Problem requirements
All entries below are to be returned in full, exactly as they stand.
· · · ·
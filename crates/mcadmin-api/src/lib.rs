//! Read-only HTTP API exposing live participant snapshots.
//!
//! This crate provides an Axum HTTP server that exposes:
//!
//! - **`GET /api/players`** -- a fresh [`SnapshotBatch`] of every online
//!   participant, guarded by the `X-API-Key` shared secret
//! - **`GET /api/health`** -- an unauthenticated liveness probe
//!
//! # Architecture
//!
//! Handlers never read simulation state themselves. Each players request
//! asks a [`SnapshotSource`] for a batch; in production that source is an
//! authority handle which runs the collector on the simulation's own
//! thread and hands the finished batch back under a timeout. A slow or
//! stuck simulation therefore costs a request its time budget and a 500,
//! never a blocked worker.
//!
//! [`SnapshotBatch`]: mcadmin_types::SnapshotBatch
//! [`SnapshotSource`]: mcadmin_core::SnapshotSource

pub mod auth;
pub mod cors;
pub mod error;
pub mod handlers;
pub mod router;
pub mod server;
pub mod startup;
pub mod state;

// Re-export primary types for convenience.
pub use auth::AuthContext;
pub use error::ApiError;
pub use router::build_router;
pub use server::{ServerConfig, ServerError};
pub use startup::{ApiHandle, StartupError, spawn_api};
pub use state::AppState;
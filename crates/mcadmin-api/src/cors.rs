//! Cross-origin headers for the dashboard.
//!
//! Every response carries the same permissive CORS headers. Preflight
//! `OPTIONS` requests are answered here with `204 No Content` before
//! routing, authentication or method checks run.

use axum::body::Body;
use axum::extract::Request;
use axum::http::{HeaderMap, HeaderValue, Method, StatusCode, header};
use axum::middleware::Next;
use axum::response::Response;

/// Methods advertised to browsers.
pub const ALLOWED_METHODS: &str = "GET, OPTIONS";

/// Request headers advertised to browsers.
pub const ALLOWED_HEADERS: &str = "Content-Type, X-API-Key";

/// Middleware answering preflights and decorating every other response.
pub async fn cors_middleware(request: Request, next: Next) -> Response {
    if request.method() == Method::OPTIONS {
        let mut response = Response::new(Body::empty());
        *response.status_mut() = StatusCode::NO_CONTENT;
        apply_cors_headers(response.headers_mut());
        return response;
    }

    let mut response = next.run(request).await;
    apply_cors_headers(response.headers_mut());
    response
}

fn apply_cors_headers(headers: &mut HeaderMap) {
    headers.insert(
        header::ACCESS_CONTROL_ALLOW_ORIGIN,
        HeaderValue::from_static("*"),
    );
    headers.insert(
        header::ACCESS_CONTROL_ALLOW_METHODS,
        HeaderValue::from_static(ALLOWED_METHODS),
    );
    headers.insert(
        header::ACCESS_CONTROL_ALLOW_HEADERS,
        HeaderValue::from_static(ALLOWED_HEADERS),
    );
}
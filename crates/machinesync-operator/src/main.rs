//! Machine sync operator - mirrors machines between the Machine API and Cluster API

mod config;
mod runner;

use std::sync::Arc;

use clap::Parser;
use kube::Client;

use machinesync_common::events::KubeEventPublisher;
use machinesync_common::leader_election::LeaderElector;
use machinesync_common::telemetry::{init_telemetry, TelemetryConfig};
use machinesync_common::CONTROLLER_NAME;
use machinesync_controller::{strategy_for, Context, KubeMachineClient};

use crate::config::Cli;

#[tokio::main]
async fn main() -> anyhow::Result<()> {
    let cli = Cli::parse();

    init_telemetry(TelemetryConfig {
        json: !cli.log_text,
        ..Default::default()
    })
    .map_err(|e| anyhow::anyhow!("{e}"))?;

    let platform = cli
        .platform()
        .map_err(|e| anyhow::anyhow!("invalid --platform: {e}"))?;
    let Some(strategy) = strategy_for(platform) else {
        tracing::warn!(%platform, "platform has no machine conversion, nothing to sync");
        tokio::signal::ctrl_c().await?;
        return Ok(());
    };

    let client = Client::try_default()
        .await
        .map_err(|e| anyhow::anyhow!("failed to create Kubernetes client: {e}"))?;

    let config = cli.sync_config();
    tracing::info!(
        %platform,
        mapi_namespace = %config.mapi_namespace,
        capi_namespace = %config.capi_namespace,
        cluster = %config.infrastructure_name,
        "Starting machine sync operator"
    );

    let machine_client = KubeMachineClient::new(
        client.clone(),
        &config.mapi_namespace,
        &config.capi_namespace,
        strategy.infra_machine_resource(),
        strategy.infra_cluster_resource(),
    );
    let ctx = Arc::new(
        Context::builder(Arc::new(machine_client), strategy)
            .events(Arc::new(KubeEventPublisher::new(client.clone(), CONTROLLER_NAME)))
            .config(config)
            .build(),
    );

    let guard = if cli.leader_elect {
        let elector = Arc::new(LeaderElector::new(
            client.clone(),
            &cli.lease_name,
            cli.lease_namespace(),
            &cli.identity(),
        ));
        Some(elector.acquire().await?)
    } else {
        tracing::warn!("leader election disabled, running controllers unconditionally");
        None
    };

    tracing::info!("Starting controllers:");
    let controllers = futures::future::join_all(runner::build_controllers(client, ctx));

    match guard {
        Some(mut guard) => {
            let lost = tokio::select! {
                _ = controllers => false,
                _ = guard.lost() => true,
            };
            if lost {
                anyhow::bail!("leadership lost");
            }
            tracing::info!("Controllers stopped, releasing leadership");
            if let Err(e) = guard.release_leadership().await {
                tracing::warn!(error = %e, "failed to release lease");
            }
        }
        None => {
            controllers.await;
        }
    }

    tracing::info!("Machine sync operator shut down");
    Ok(())
}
· · · ·
Response to this exercise
filename crates/mcadmin-api/src/lib.rs
//! Read-only HTTP API exposing live participant snapshots.
//!
//! This crate provides an Axum HTTP server that exposes:
//!
//! - **`GET /api/players`** -- a fresh [`SnapshotBatch`] of every online
//!   participant, guarded by the `X-API-Key` shared secret
//! - **`GET /api/health`** -- an unauthenticated liveness probe
//!
//! # Architecture
//!
//! Handlers never read simulation state themselves. Each players request
//! asks a [`SnapshotSource`] for a batch; in production that source is an
//! authority handle which runs the collector on the simulation's own
//! thread and hands the finished batch back under a timeout. A slow or
//! stuck simulation therefore costs a request its time budget and a 500,
//! never a blocked worker.
//!
//! [`SnapshotBatch`]: mcadmin_types::SnapshotBatch
//! [`SnapshotSource`]: mcadmin_core::SnapshotSource

pub mod auth;
pub mod cors;
pub mod error;
pub mod handlers;
pub mod router;
pub mod server;
pub mod startup;
pub mod state;

// Re-export primary types for convenience.
pub use auth::AuthContext;
pub use error::ApiError;
pub use router::build_router;
pub use server::{ServerConfig, ServerError};
pub use startup::{ApiHandle, StartupError, spawn_api};
pub use state::AppState;
filename crates/mcadmin-api/src/cors.rs
//! Cross-origin headers for the dashboard.
//!
//! Every response carries the same permissive CORS headers. Preflight
//! `OPTIONS` requests are answered here with `204 No Content` before
//! routing, authentication or method checks run.

use axum::body::Body;
use axum::extract::Request;
use axum::http::{HeaderMap, HeaderValue, Method, StatusCode, header};
use axum::middleware::Next;
use axum::response::Response;

/// Methods advertised to browsers.
pub const ALLOWED_METHODS: &str = "GET, OPTIONS";

/// Request headers advertised to browsers.
pub const ALLOWED_HEADERS: &str = "Content-Type, X-API-Key";

/// Middleware answering preflights and decorating every other response.
pub async fn cors_middleware(request: Request, next: Next) -> Response {
    if request.method() == Method::OPTIONS {
        let mut response = Response::new(Body::empty());
        *response.status_mut() = StatusCode::NO_CONTENT;
        apply_cors_headers(response.headers_mut());
        return response;
    }

    let mut response = next.run(request).await;
    apply_cors_headers(response.headers_mut());
    response
}

fn apply_cors_headers(headers: &mut HeaderMap) {
    headers.insert(
        header::ACCESS_CONTROL_ALLOW_ORIGIN,
        HeaderValue::from_static("*"),
    );
    headers.insert(
        header::ACCESS_CONTROL_ALLOW_METHODS,
        HeaderValue::from_static(ALLOWED_METHODS),
    );
    headers.insert(
        header::ACCESS_CONTROL_ALLOW_HEADERS,
        HeaderValue::from_static(ALLOWED_HEADERS),
    );
}
filename crates/machinesync-operator/src/main.rs
//! Machine sync operator - mirrors machines between the Machine API and Cluster API

mod config;
mod runner;

use std::sync::Arc;

use clap::Parser;
use kube::Client;

use machinesync_common::events::KubeEventPublisher;
use machinesync_common::leader_election::LeaderElector;
use machinesync_common::telemetry::{init_telemetry, TelemetryConfig};
use machinesync_common::CONTROLLER_NAME;
use machinesync_controller::{strategy_for, Context, KubeMachineClient};

use crate::config::Cli;

#[tokio::main]
async fn main() -> anyhow::Result<()> {
    let cli = Cli::parse();

    init_telemetry(TelemetryConfig {
        json: !cli.log_text,
        ..Default::default()
    })
    .map_err(|e| anyhow::anyhow!("{e}"))?;

    let platform = cli
        .platform()
        .map_err(|e| anyhow::anyhow!("invalid --platform: {e}"))?;
    let Some(strategy) = strategy_for(platform) else {
        tracing::warn!(%platform, "platform has no machine conversion, nothing to sync");
        tokio::signal::ctrl_c().await?;
        return Ok(());
    };

    let client = Client::try_default()
        .await
        .map_err(|e| anyhow::anyhow!("failed to create Kubernetes client: {e}"))?;

    let config = cli.sync_config();
    tracing::info!(
        %platform,
        mapi_namespace = %config.mapi_namespace,
        capi_namespace = %config.capi_namespace,
        cluster = %config.infrastructure_name,
        "Starting machine sync operator"
    );

    let machine_client = KubeMachineClient::new(
        client.clone(),
        &config.mapi_namespace,
        &config.capi_namespace,
        strategy.infra_machine_resource(),
        strategy.infra_cluster_resource(),
    );
    let ctx = Arc::new(
        Context::builder(Arc::new(machine_client), strategy)
            .events(Arc::new(KubeEventPublisher::new(client.clone(), CONTROLLER_NAME)))
            .config(config)
            .build(),
    );

    let guard = if cli.leader_elect {
        let elector = Arc::new(LeaderElector::new(
            client.clone(),
            &cli.lease_name,
            cli.lease_namespace(),
            &cli.identity(),
        ));
        Some(elector.acquire().await?)
    } else {
        tracing::warn!("leader election disabled, running controllers unconditionally");
        None
    };

    tracing::info!("Starting controllers:");
    let controllers = futures::future::join_all(runner::build_controllers(client, ctx));

    match guard {
        Some(mut guard) => {
            let lost = tokio::select! {
                _ = controllers => false,
                _ = guard.lost() => true,
            };
            if lost {
                anyhow::bail!("leadership lost");
            }
            tracing::info!("Controllers stopped, releasing leadership");
            if let Err(e) = guard.release_leadership().await {
                tracing::warn!(error = %e, "failed to release lease");
            }
        }
        None => {
            controllers.await;
        }
    }

    tracing::info!("Machine sync operator shut down");
    Ok(())
}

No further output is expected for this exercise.